Dataset excerpts:
---

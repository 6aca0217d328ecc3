//! Polydispatch runtime support.
//!
//! Execution-time pieces of the dispatch runtime:
//!
//! - [`heap`]: generational, reference-counted object heap
//! - [`boxing`]: value-to-heap promotion and exact-tag unboxing
//! - [`cast`]: runtime-checked explicit casts
//! - [`variance`]: covariant array write guard
//! - [`closure`]: activations and closure frames
//! - [`delegate`]: immutable multicast delegates
//! - [`native`]: implementation bodies and their call context
//! - [`dispatch`]: selecting the implementation for a bound call

pub mod boxing;
pub mod cast;
pub mod closure;
pub mod delegate;
pub mod dispatch;
pub mod heap;
pub mod native;
pub mod variance;

pub use boxing::{box_value, unbox};
pub use cast::{cast_value, convert_numeric};
pub use closure::{Activation, ClosureFrame, SharedSlot, THIS};
pub use delegate::{Delegate, DelegateEntry, DelegateTarget};
pub use dispatch::select_implementation;
pub use heap::{HeapObject, ObjectBody, ObjectHeap};
pub use native::{CallContext, NativeCallable, NativeFn, NativeTable};
pub use variance::{check_covariant_write, needs_covariance_check};
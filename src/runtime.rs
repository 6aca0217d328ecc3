//! Execution.
//!
//! A [`Runtime`] pairs a shared [`Program`] with an object heap. It performs
//! the runtime half of every operation the program bound at build time:
//! applying argument conversions, selecting implementations through the
//! receiver's dispatch tables, boxing, casting, guarded array stores and
//! delegate invocation.

use std::sync::Arc;

use polydispatch_core::{
    DispatchError, ObjectHandle, Result, RuntimeError, TypeHash, TypeLookup, Value,
};
use polydispatch_resolver::{Binding, CallKind, Conversion, ConversionKind, DispatchTables};
use polydispatch_runtime::{
    CallContext, ClosureFrame, Delegate, DelegateTarget, HeapObject, ObjectBody, ObjectHeap,
    box_value, cast_value, check_covariant_write, convert_numeric, needs_covariance_check,
    select_implementation, unbox,
};
use tracing::trace;

use crate::program::Program;

/// Per-thread execution state over a shared program.
#[derive(Debug)]
pub struct Runtime {
    program: Arc<Program>,
    heap: ObjectHeap,
}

---

PROBLEM DESCRIPTION: The answer must be the line containing "runtime-checked explicit casts" and every line after it to the end of the data, exactly as written.

PROBLEM SOLUTION:
//! - [`cast`]: runtime-checked explicit casts
//! - [`variance`]: covariant array write guard
//! - [`closure`]: activations and closure frames
//! - [`delegate`]: immutable multicast delegates
//! - [`native`]: implementation bodies and their call context
//! - [`dispatch`]: selecting the implementation for a bound call

pub mod boxing;
pub mod cast;
pub mod closure;
pub mod delegate;
pub mod dispatch;
pub mod heap;
pub mod native;
pub mod variance;

pub use boxing::{box_value, unbox};
pub use cast::{cast_value, convert_numeric};
pub use closure::{Activation, ClosureFrame, SharedSlot, THIS};
pub use delegate::{Delegate, DelegateEntry, DelegateTarget};
pub use dispatch::select_implementation;
pub use heap::{HeapObject, ObjectBody, ObjectHeap};
pub use native::{CallContext, NativeCallable, NativeFn, NativeTable};
pub use variance::{check_covariant_write, needs_covariance_check};
filename src/runtime.rs
repository 6aca0217d328ecc3
//! Execution.
//!
//! A [`Runtime`] pairs a shared [`Program`] with an object heap. It performs
//! the runtime half of every operation the program bound at build time:
//! applying argument conversions, selecting implementations through the
//! receiver's dispatch tables, boxing, casting, guarded array stores and
//! delegate invocation.

use std::sync::Arc;

use polydispatch_core::{
    DispatchError, ObjectHandle, Result, RuntimeError, TypeHash, TypeLookup, Value,
};
use polydispatch_resolver::{Binding, CallKind, Conversion, ConversionKind, DispatchTables};
use polydispatch_runtime::{
    CallContext, ClosureFrame, Delegate, DelegateTarget, HeapObject, ObjectBody, ObjectHeap,
    box_value, cast_value, check_covariant_write, convert_numeric, needs_covariance_check,
    select_implementation, unbox,
};
use tracing::trace;

use crate::program::Program;

/// Per-thread execution state over a shared program.
#[derive(Debug)]
pub struct Runtime {
    program: Arc<Program>,
    heap: ObjectHeap,
}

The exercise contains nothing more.